In het Friese Sint Jacobiparochie geboren verhuist Germ de Jong op vierjarige leeftijd naar Amsterdam. Hoewel De Jong droomt van een carrière als kunstschilder, geïnspireerd door de beroemde schilders van Tachtig onder aanvoering van Breitner, heeft zijn vader andere plannen en wordt hij in een fabriek te werk gesteld. Intussen doet hij stiekem toelatingsexamen voor de Kunstnijverheidsschool Quellinus Amsterdam. Om de kost te verdienen heeft hij allerlei baantjes. Daarnaast schrijft hij zich ook in op de Rijksacademie van Beeldende Kunsten en de academies in Rotterdam en Den Haag. Lang blijft hij op geen enkele school, hij trekt er liever op uit, het volle leven in. Nadat hij in 1918 een succesvolle eerste solo-tentoonstelling bij kunsthandel Herman d’Audretsch in Amsterdam heeft én de Willink van Collen aanmoedigingsprijs voor jonge kunstenaars wint, is zijn naam definitief gevestigd. Hij reist met zijn vrouw af naar Parijs, waar het in die tijd gebeurde. Hij maakt er kennis met Piet Mondriaan en Conrad Kickert en Picasso is zijn buurtgenoot. Aanvankelijk schilderde De Jong vooral landschappen in een donker palet. In Parijs wordt zijn werk fors, raak, en vooral kleurig. Het liefst schildert hij stadsgezichten, die in hun voorkeur voor rechte huizenblokken, schuttingen en blinde muren het streven naar een zekere abstracte ordening verraden.

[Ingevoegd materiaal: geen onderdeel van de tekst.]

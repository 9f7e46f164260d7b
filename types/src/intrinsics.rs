use nalgebra::Matrix3;
use serde::{Deserialize, Serialize};

/// Camera intrinsics: focal length (fx, fy) and principal point (cx, cy),
/// stored both as named fields (for the scaling math in `panorama-math`)
/// and convertible to/from the 3x3 matrix form used by the correlator and
/// warper.
#[derive(Debug, Clone, Copy, PartialEq, Serialize, Deserialize)]
pub struct Intrinsics {
    pub fx: f64,
    pub fy: f64,
    pub cx: f64,
    pub cy: f64,
    pub width: u32,
    pub height: u32,
}

impl Intrinsics {
    pub fn new(fx: f64, fy: f64, cx: f64, cy: f64, width: u32, height: u32) -> Self {
        Self {
            fx,
            fy,
            cx,
            cy,
            width,
            height,
        }
    }

    pub fn to_matrix3(self) -> Matrix3<f64> {
        Matrix3::new(self.fx, 0.0, self.cx, 0.0, self.fy, self.cy, 0.0, 0.0, 1.0)
    }

    pub fn from_matrix3(m: Matrix3<f64>, width: u32, height: u32) -> Self {
        Self {
            fx: m[(0, 0)],
            fy: m[(1, 1)],
            cx: m[(0, 2)],
            cy: m[(1, 2)],
            width,
            height,
        }
    }

    /// Horizontal/vertical field of view implied by these intrinsics, in
    /// radians (§4.3: `V`/`F` derivation for the recorder graph generator).
    pub fn fov(&self) -> (f64, f64) {
        let h_fov = 2.0 * ((self.width as f64 / 2.0) / self.fx).atan();
        let v_fov = 2.0 * ((self.height as f64 / 2.0) / self.fy).atan();
        (h_fov, v_fov)
    }

    /// 9-element row-major serialization, matching the `intrinsics[9]`
    /// field of the `raw_images/<id>.json` checkpoint schema (§6).
    pub fn to_array9(self) -> [f64; 9] {
        let m = self.to_matrix3();
        let mut out = [0.0; 9];
        for r in 0..3 {
            for c in 0..3 {
                out[r * 3 + c] = m[(r, c)];
            }
        }
        out
    }

    pub fn from_array9(a: [f64; 9], width: u32, height: u32) -> Self {
        let m = Matrix3::new(a[0], a[1], a[2], a[3], a[4], a[5], a[6], a[7], a[8]);
        Self::from_matrix3(m, width, height)
    }
}

#[cfg(test)]
mod tests {
    use super::*;
    use pretty_assertions::assert_eq;

    #[test]
    fn array9_roundtrip() {
        let intrinsics = Intrinsics::new(1000.0, 1000.0, 512.0, 384.0, 1024, 768);
        let restored = Intrinsics::from_array9(intrinsics.to_array9(), 1024, 768);
        assert_eq!(intrinsics, restored);
    }
}
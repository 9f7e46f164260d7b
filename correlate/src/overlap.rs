use panorama_math::rotation::rotation_of;
use panorama_math::sphere::{self, EquirectCanvas};
use panorama_types::error::StitchResult;
use panorama_types::frame::Frame;

use crate::buffer::{bilinear_sample, ColorBuffer};

/// Minimum overlap region size below which a pair is rejected as
/// `NoOverlap` (§4.2: "if either region is smaller than (4,4) pixels").
pub const MIN_OVERLAP_DIM: u32 = 4;

/// A rectangular region (in shared equirectangular canvas pixels, with
/// `u` measured relative to `a`'s own footprint so wraparound near +/-180
/// degrees never splits the overlap) warped out of both frames for
/// correlation.
pub struct Overlap {
    pub a: ColorBuffer,
    pub b: ColorBuffer,
}

/// Builds a canvas whose resolution roughly matches the source frames:
/// one equirect pixel per source pixel at the horizon, so the pyramid
/// aligner's pixel-offset results map cleanly back to frame intrinsics.
fn shared_canvas(a: &Frame, b: &Frame) -> EquirectCanvas {
    let ca = canvas_for_intrinsics(&a.intrinsics());
    let cb = canvas_for_intrinsics(&b.intrinsics());
    let width = ((ca.width + cb.width) / 2).max(16);
    let height = (width / 2).max(8);
    EquirectCanvas { width, height }
}

/// Equirect canvas resolution matched to a single frame's intrinsics: one
/// canvas pixel per source pixel at the horizon. Used both for pairwise
/// overlap extraction (averaged over the pair) and, in `panorama-stitch`,
/// as the single shared panorama canvas every ring warps onto.
pub fn canvas_for_intrinsics(intrinsics: &panorama_types::intrinsics::Intrinsics) -> EquirectCanvas {
    let (hfov, _) = intrinsics.fov();
    let px_per_rad = intrinsics.width as f64 / hfov;
    let width = (px_per_rad * 2.0 * std::f64::consts::PI).round().max(16.0) as u32;
    let height = (width / 2).max(8);
    EquirectCanvas { width, height }
}

/// Projects the four corners of a frame's image plane onto the canvas and
/// returns the bounding box, in `u` coordinates unwrapped relative to the
/// frame's own center ray so the box never straddles the wrap seam.
pub fn footprint(frame: &Frame, canvas: EquirectCanvas, margin: f64) -> (f64, f64, f64, f64) {
    let intrinsics = frame.intrinsics();
    let rotation = rotation_of(&frame.adjusted_pose());
    let center_ray = sphere::pixel_to_world_ray(
        &intrinsics,
        &rotation,
        intrinsics.width as f64 / 2.0,
        intrinsics.height as f64 / 2.0,
    );
    let (center_u, _) = sphere::ray_to_equirect_unwrapped(&center_ray, canvas);

    let corners = [
        (0.0, 0.0),
        (intrinsics.width as f64, 0.0),
        (0.0, intrinsics.height as f64),
        (intrinsics.width as f64, intrinsics.height as f64),
        (intrinsics.width as f64 / 2.0, 0.0),
        (intrinsics.width as f64 / 2.0, intrinsics.height as f64),
        (0.0, intrinsics.height as f64 / 2.0),
        (intrinsics.width as f64, intrinsics.height as f64 / 2.0),
    ];

    let (mut min_u, mut max_u, mut min_v, mut max_v) = (f64::MAX, f64::MIN, f64::MAX, f64::MIN);
    for (px, py) in corners {
        let ray = sphere::pixel_to_world_ray(&intrinsics, &rotation, px, py);
        let (u, v) = sphere::ray_to_equirect_unwrapped(&ray, canvas);
        // Unwrap relative to the center so a footprint crossing the seam
        // stays contiguous.
        let mut u = u;
        while u - center_u > canvas.width as f64 / 2.0 {
            u -= canvas.width as f64;
        }
        while u - center_u < -(canvas.width as f64 / 2.0) {
            u += canvas.width as f64;
        }
        min_u = min_u.min(u);
        max_u = max_u.max(u);
        min_v = min_v.min(v);
        max_v = max_v.max(v);
    }

    (min_u - margin, max_u + margin, min_v - margin, max_v + margin)
}

/// Extracts the overlapping region of two frames, buffered by `margin`
/// canvas pixels, by warping both onto a shared equirectangular patch
/// (§4.2: "project both frames onto a shared spherical warp, extract the
/// overlapping warped region buffered by configurable margins").
///
/// Returns `None` if the frames' footprints don't intersect, or the
/// intersection is smaller than [`MIN_OVERLAP_DIM`] in either dimension.
pub fn extract_overlap(a: &Frame, b: &Frame, margin: f64) -> StitchResult<Option<Overlap>> {
    let canvas = shared_canvas(a, b);
    let (a_min_u, a_max_u, a_min_v, a_max_v) = footprint(a, canvas, margin);
    let (b_min_u, b_max_u, b_min_v, b_max_v) = footprint(b, canvas, margin);

    let min_u = a_min_u.max(b_min_u);
    let max_u = a_max_u.min(b_max_u);
    let min_v = a_min_v.max(b_min_v);
    let max_v = a_max_v.min(b_max_v);

    let width = (max_u - min_u).floor() as i64;
    let height = (max_v - min_v).floor() as i64;
    if width < MIN_OVERLAP_DIM as i64 || height < MIN_OVERLAP_DIM as i64 {
        return Ok(None);
    }

    let a_buf = warp_region(a, canvas, min_u, min_v, width as u32, height as u32);
    let b_buf = warp_region(b, canvas, min_u, min_v, width as u32, height as u32);
    Ok(Some(Overlap { a: a_buf, b: b_buf }))
}

/// Inverse-warps a `width` x `height` window of the canvas, starting at
/// `(origin_u, origin_v)`, back into `frame`'s own pixels via bilinear
/// sampling. Canvas pixels that fall outside `frame`'s image plane are
/// filled with zero.
pub fn warp_region(frame: &Frame, canvas: EquirectCanvas, origin_u: f64, origin_v: f64, width: u32, height: u32) -> ColorBuffer {
    let intrinsics = frame.intrinsics();
    let rotation = rotation_of(&frame.adjusted_pose());
    let mut data = vec![[0.0f32; 3]; (width * height) as usize];
    let image = frame
        .with_pixels(|image| image.clone())
        .unwrap_or_else(|_| image::RgbImage::new(1, 1));

    for y in 0..height {
        for x in 0..width {
            let u = origin_u + x as f64;
            let v = origin_v + y as f64;
            let ray = sphere::equirect_to_ray(u.rem_euclid(canvas.width as f64), v.clamp(0.0, canvas.height as f64 - 1.0), canvas);
            if let Some((px, py)) = sphere::world_ray_to_pixel(&intrinsics, &rotation, &ray) {
                if let Some(rgb) = bilinear_sample(&image, px, py) {
                    data[(y * width + x) as usize] = rgb;
                }
            }
        }
    }

    ColorBuffer::from_data(width, height, data)
}

#[cfg(test)]
mod tests {
    use super::*;
    use image::{Rgb, RgbImage};
    use panorama_math::rotation::{rotation_y, to_4x4};
    use panorama_types::exposure::Exposure;
    use panorama_types::intrinsics::Intrinsics;

    fn frame_with_yaw(yaw: f64) -> Frame {
        let mut image = RgbImage::new(256, 192);
        for y in 0..192 {
            for x in 0..256 {
                let v = ((x / 8 + y / 8) % 2 * 160 + 40) as u8;
                image.put_pixel(x, y, Rgb([v, v, v]));
            }
        }
        let intrinsics = Intrinsics::new(200.0, 200.0, 128.0, 96.0, 256, 192);
        Frame::from_loaded(image, to_4x4(rotation_y(yaw)), intrinsics, Exposure::default())
    }

    #[test]
    fn adjacent_frames_overlap() {
        let a = frame_with_yaw(0.0);
        let b = frame_with_yaw(0.3);
        let overlap = extract_overlap(&a, &b, 4.0).unwrap();
        assert!(overlap.is_some());
        let overlap = overlap.unwrap();
        assert!(overlap.a.width >= MIN_OVERLAP_DIM);
        assert!(overlap.a.height >= MIN_OVERLAP_DIM);
        assert_eq!(overlap.a.width, overlap.b.width);
    }

    #[test]
    fn antipodal_frames_have_no_overlap() {
        let a = frame_with_yaw(0.0);
        let b = frame_with_yaw(std::f64::consts::PI);
        let overlap = extract_overlap(&a, &b, 4.0).unwrap();
        assert!(overlap.is_none());
    }
}
use clap::Parser;

use panorama_cli::{Cli, Commands};

#[tokio::main]
async fn main() -> Result<(), Box<dyn std::error::Error>> {
    let cli = Cli::parse();
    match &cli.command {
        Commands::Resume(config) => {
            tracer::init_tracing(Some(&config.log_level));
            panorama_cli::resume::run(config).await?;
        }
    }
    Ok(())
}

Vanwege huwelijksproblemen keert het gezin keert in 1933 weer naar Nederland, waar het zich vestigt in Schoorl bij Bergen. Daar komt De Jong in aanraking met de schilders van de Bergense School. Vanaf die tijd houdt hij zich vooral bezig met, wat rustig zijn specialiteit genoemd mag worden: het bloemstilleven. Het zijn veelal bonte boeketten opgezet in een spontane penseelstreek in volle, bloeiende kleuren. Ze bezorgden hem erkenning en publiciteit en in 1956 een overzichtstentoonstelling in het Stedelijk Museum in Amsterdam. Maar ook zijn tweede huwelijk houdt geen stand en wordt in 1936 ontbonden. Tijdens de Tweede Wereldoorlog ontmoet hij zijn derde vrouw en vinden zij een onderkomen in Amsterdam. De zomers brengt de geboren Fries meestal door op Ameland, in Hotel Hofker in Nes.
Na de Tweede wereldoorlog verraadt het werk van De Jong, naast invloed uit zijn Bergense en Parijse periode, ook invloed van de reizen die hij maakte naar Marokko, Spanje, Italië en Corsica. De Jong was een bohemien, die er een uitbundige levensstijl op nahield en als arme kunstenaar overlijdt.